MATERIAL SUPPLIED:
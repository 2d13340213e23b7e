use std::path::{Path, PathBuf};

use super::Manifest;
use crate::Result;

/// Starter configuration written by `suigen init`.
const TEMPLATE: &str = r#"[generator]
output = "src/abi"
schemas = "schemas"

[packages]
# name = "0x<package id>"
# name = { id = "0x<package id>", schema = "path/to/snapshot.json" }

# [networks.testnet.packages]
# name = "0x<package id>"
"#;

/// Represents a suigen.toml file with both raw content and parsed manifest.
#[derive(Debug)]
pub struct SuigenToml {
    path: PathBuf,
    content: String,
    manifest: Manifest,
}

impl SuigenToml {
    /// Open and parse a suigen.toml file.
    pub fn open(path: impl AsRef<Path>) -> Result<Self> {
        let path = path.as_ref().to_path_buf();
        let content = std::fs::read_to_string(&path).map_err(|e| {
            Box::new(crate::Error::Io {
                path: path.clone(),
                source: e,
            })
        })?;
        let filename = path.display().to_string();
        let manifest = Manifest::from_str_with_filename(&content, &filename)?;

        Ok(Self {
            path,
            content,
            manifest,
        })
    }

    /// Starter file content.
    pub fn template() -> &'static str {
        TEMPLATE
    }

    /// Get the file path.
    pub fn path(&self) -> &Path {
        &self.path
    }

    /// Get the raw content.
    pub fn content(&self) -> &str {
        &self.content
    }

    /// Get the parsed manifest.
    pub fn manifest(&self) -> &Manifest {
        &self.manifest
    }

    /// Resolve a path from the manifest against the directory holding the file.
    pub fn resolve(&self, relative: &Path) -> PathBuf {
        match self.path.parent() {
            Some(dir) if relative.is_relative() => dir.join(relative),
            _ => relative.to_path_buf(),
        }
    }
}

#[cfg(test)]
mod tests {
    use std::str::FromStr;

    use tempfile::TempDir;

    use super::*;

    #[test]
    fn test_template_parses() {
        let manifest = Manifest::from_str(SuigenToml::template()).unwrap();
        assert!(manifest.packages.is_empty());
        assert_eq!(manifest.generator.output, PathBuf::from("src/abi"));
    }

    #[test]
    fn test_open_and_resolve() {
        let temp = TempDir::new().unwrap();
        let path = temp.path().join("suigen.toml");
        std::fs::write(&path, "[packages]\ncounter = \"0x1\"\n").unwrap();

        let file = SuigenToml::open(&path).unwrap();
        assert_eq!(file.path(), path);
        assert!(file.content().contains("counter"));
        assert_eq!(file.manifest().packages.len(), 1);
        assert_eq!(
            file.resolve(Path::new("schemas")),
            temp.path().join("schemas")
        );
    }

    #[test]
    fn test_open_missing_file() {
        let temp = TempDir::new().unwrap();
        let err = SuigenToml::open(temp.path().join("missing.toml")).unwrap_err();
        assert!(matches!(*err, crate::Error::Io { .. }));
    }
}
//! TypeScript/JavaScript object literal builder.

use suigen_codegen::builder::{CodeBuilder, CodeFragment, Renderable};

use super::fns::{Param, format_params, line_fragment};

/// A property in a JavaScript object literal.
#[derive(Debug, Clone)]
pub struct Property {
    pub key: String,
    pub value: PropertyValue,
}

/// The value of an object property.
#[derive(Debug, Clone)]
pub enum PropertyValue {
    /// A raw expression (will not be quoted).
    Raw(String),
    /// `key,` where the key names a variable in scope.
    Shorthand,
    /// A nested object.
    Object(JsObject),
    /// A method definition; the key is the method name.
    Method(Method),
    /// `...expr,`; the key holds the spread expression.
    Spread,
}

impl Property {
    /// Create a property with a raw expression value (will not be quoted).
    pub fn raw(key: impl Into<String>, value: impl Into<String>) -> Self {
        Self {
            key: key.into(),
            value: PropertyValue::Raw(value.into()),
        }
    }

    /// Create a property with a nested object value.
    pub fn object(key: impl Into<String>, value: JsObject) -> Self {
        Self {
            key: key.into(),
            value: PropertyValue::Object(value),
        }
    }

    /// Create a shorthand property where key equals the variable name.
    pub fn shorthand(name: impl Into<String>) -> Self {
        Self {
            key: name.into(),
            value: PropertyValue::Shorthand,
        }
    }

    fn to_fragment(&self) -> CodeFragment {
        match &self.value {
            PropertyValue::Raw(s) => CodeFragment::Line(format!("{}: {},", self.key, s)),
            PropertyValue::Shorthand => CodeFragment::Line(format!("{},", self.key)),
            PropertyValue::Spread => CodeFragment::Line(format!("...{},", self.key)),
            PropertyValue::Object(obj) if obj.is_empty() => {
                CodeFragment::Line(format!("{}: {{}},", self.key))
            }
            PropertyValue::Object(obj) => CodeFragment::Block {
                header: format!("{}: {{", self.key),
                body: obj.properties_to_fragments(),
                close: Some("},".to_string()),
            },
            PropertyValue::Method(method) => method.to_fragment(&self.key),
        }
    }
}

/// A method definition for use inside an object literal.
///
/// Signatures with more than one parameter are laid out one parameter per line.
#[derive(Debug, Clone, Default)]
pub struct Method {
    params: Vec<Param>,
    return_type: Option<String>,
    body: Vec<CodeFragment>,
}

impl Method {
    pub fn new() -> Self {
        Self::default()
    }

    pub fn param(mut self, param: Param) -> Self {
        self.params.push(param);
        self
    }

    pub fn returns(mut self, ty: impl Into<String>) -> Self {
        self.return_type = Some(ty.into());
        self
    }

    /// Add a body line. An empty line renders as a blank line.
    pub fn body_line(mut self, line: impl Into<String>) -> Self {
        self.body.push(line_fragment(line.into()));
        self
    }

    /// Add an already-structured body fragment.
    pub fn body_fragment(mut self, fragment: CodeFragment) -> Self {
        self.body.push(fragment);
        self
    }

    fn to_fragment(&self, name: &str) -> CodeFragment {
        let ret = match &self.return_type {
            Some(ty) => format!(": {}", ty),
            None => String::new(),
        };

        if self.params.len() <= 1 {
            return CodeFragment::Block {
                header: format!("{}({}){} {{", name, format_params(&self.params), ret),
                body: self.body.clone(),
                close: Some("},".to_string()),
            };
        }

        let params = self
            .params
            .chunks(1)
            .map(|param| CodeFragment::Line(format!("{},", format_params(param))))
            .collect();

        CodeFragment::Sequence(vec![
            CodeFragment::Block {
                header: format!("{}(", name),
                body: params,
                close: None,
            },
            CodeFragment::Block {
                header: format!("){} {{", ret),
                body: self.body.clone(),
                close: Some("},".to_string()),
            },
        ])
    }
}

/// Builder for JavaScript/TypeScript object literals.
#[derive(Debug, Clone, Default)]
pub struct JsObject {
    properties: Vec<Property>,
}

impl JsObject {
    pub fn new() -> Self {
        Self::default()
    }

    /// Add a property with a raw expression value (will not be quoted).
    pub fn raw(mut self, key: impl Into<String>, value: impl Into<String>) -> Self {
        self.properties.push(Property::raw(key, value));
        self
    }

    /// Add a property with a nested object value.
    pub fn object(mut self, key: impl Into<String>, value: JsObject) -> Self {
        self.properties.push(Property::object(key, value));
        self
    }

    /// Add a shorthand property where key equals the variable name.
    pub fn shorthand(mut self, name: impl Into<String>) -> Self {
        self.properties.push(Property::shorthand(name));
        self
    }

    /// Add a method definition.
    pub fn method(mut self, name: impl Into<String>, method: Method) -> Self {
        self.properties.push(Property {
            key: name.into(),
            value: PropertyValue::Method(method),
        });
        self
    }

    /// Add a spread of `expr` into the object.
    pub fn spread(mut self, expr: impl Into<String>) -> Self {
        self.properties.push(Property {
            key: expr.into(),
            value: PropertyValue::Spread,
        });
        self
    }

    /// Conditionally add a spread.
    pub fn spread_if(self, condition: bool, expr: impl Into<String>) -> Self {
        if condition { self.spread(expr) } else { self }
    }

    /// Check if the object is empty.
    pub fn is_empty(&self) -> bool {
        self.properties.is_empty()
    }

    /// Build the object as a string.
    pub fn build(&self) -> String {
        let mut builder = CodeBuilder::typescript();
        builder.emit(self);
        builder.build()
    }

    /// Convert properties to code fragments.
    pub(crate) fn properties_to_fragments(&self) -> Vec<CodeFragment> {
        self.properties.iter().map(Property::to_fragment).collect()
    }
}

impl Renderable for JsObject {
    fn to_fragments(&self) -> Vec<CodeFragment> {
        if self.properties.is_empty() {
            return vec![CodeFragment::Line("{}".to_string())];
        }

        vec![CodeFragment::Block {
            header: "{".to_string(),
            body: self.properties_to_fragments(),
            close: Some("}".to_string()),
        }]
    }
}
//! List command report data structures.

use super::output::{Output, Report};

/// Schema contents of the configured packages.
#[derive(Debug)]
pub struct ListReport {
    pub packages: Vec<PackageListing>,
}

#[derive(Debug)]
pub struct PackageListing {
    pub name: String,
    pub id: String,
    pub modules: Vec<ModuleListing>,
}

#[derive(Debug)]
pub struct ModuleListing {
    pub name: String,
    pub structs: Vec<String>,
    pub functions: Vec<FunctionListing>,
}

#[derive(Debug)]
pub struct FunctionListing {
    pub name: String,
    /// Arguments the caller supplies; implicit context parameters are excluded.
    pub explicit_params: usize,
    pub generic: bool,
}

impl FunctionListing {
    fn signature(&self) -> String {
        let generic = if self.generic { "<T…>" } else { "" };
        format!("{}{}({} args)", self.name, generic, self.explicit_params)
    }
}

impl Report for ListReport {
    fn render(&self, out: &mut dyn Output) {
        for (i, package) in self.packages.iter().enumerate() {
            if i > 0 {
                out.newline();
            }
            out.section(&format!("{} ({})", package.name, package.id));

            for module in &package.modules {
                out.list_item(0, &module.name);
                if !module.structs.is_empty() {
                    out.list_item(1, &format!("structs: {}", module.structs.join(", ")));
                }
                for function in &module.functions {
                    out.list_item(1, &function.signature());
                }
            }
        }
    }
}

ACTION ITEM:
Once you reach the line with "pub fn content(&self)" in the data above, copy it and every line after it exactly, up to and including the line with "assert_eq!(file.path(), path);".

THE COMPLETED TASK:
    pub fn content(&self) -> &str {
        &self.content
    }

    /// Get the parsed manifest.
    pub fn manifest(&self) -> &Manifest {
        &self.manifest
    }

    /// Resolve a path from the manifest against the directory holding the file.
    pub fn resolve(&self, relative: &Path) -> PathBuf {
        match self.path.parent() {
            Some(dir) if relative.is_relative() => dir.join(relative),
            _ => relative.to_path_buf(),
        }
    }
}

#[cfg(test)]
mod tests {
    use std::str::FromStr;

    use tempfile::TempDir;

    use super::*;

    #[test]
    fn test_template_parses() {
        let manifest = Manifest::from_str(SuigenToml::template()).unwrap();
        assert!(manifest.packages.is_empty());
        assert_eq!(manifest.generator.output, PathBuf::from("src/abi"));
    }

    #[test]
    fn test_open_and_resolve() {
        let temp = TempDir::new().unwrap();
        let path = temp.path().join("suigen.toml");
        std::fs::write(&path, "[packages]\ncounter = \"0x1\"\n").unwrap();

        let file = SuigenToml::open(&path).unwrap();
        assert_eq!(file.path(), path);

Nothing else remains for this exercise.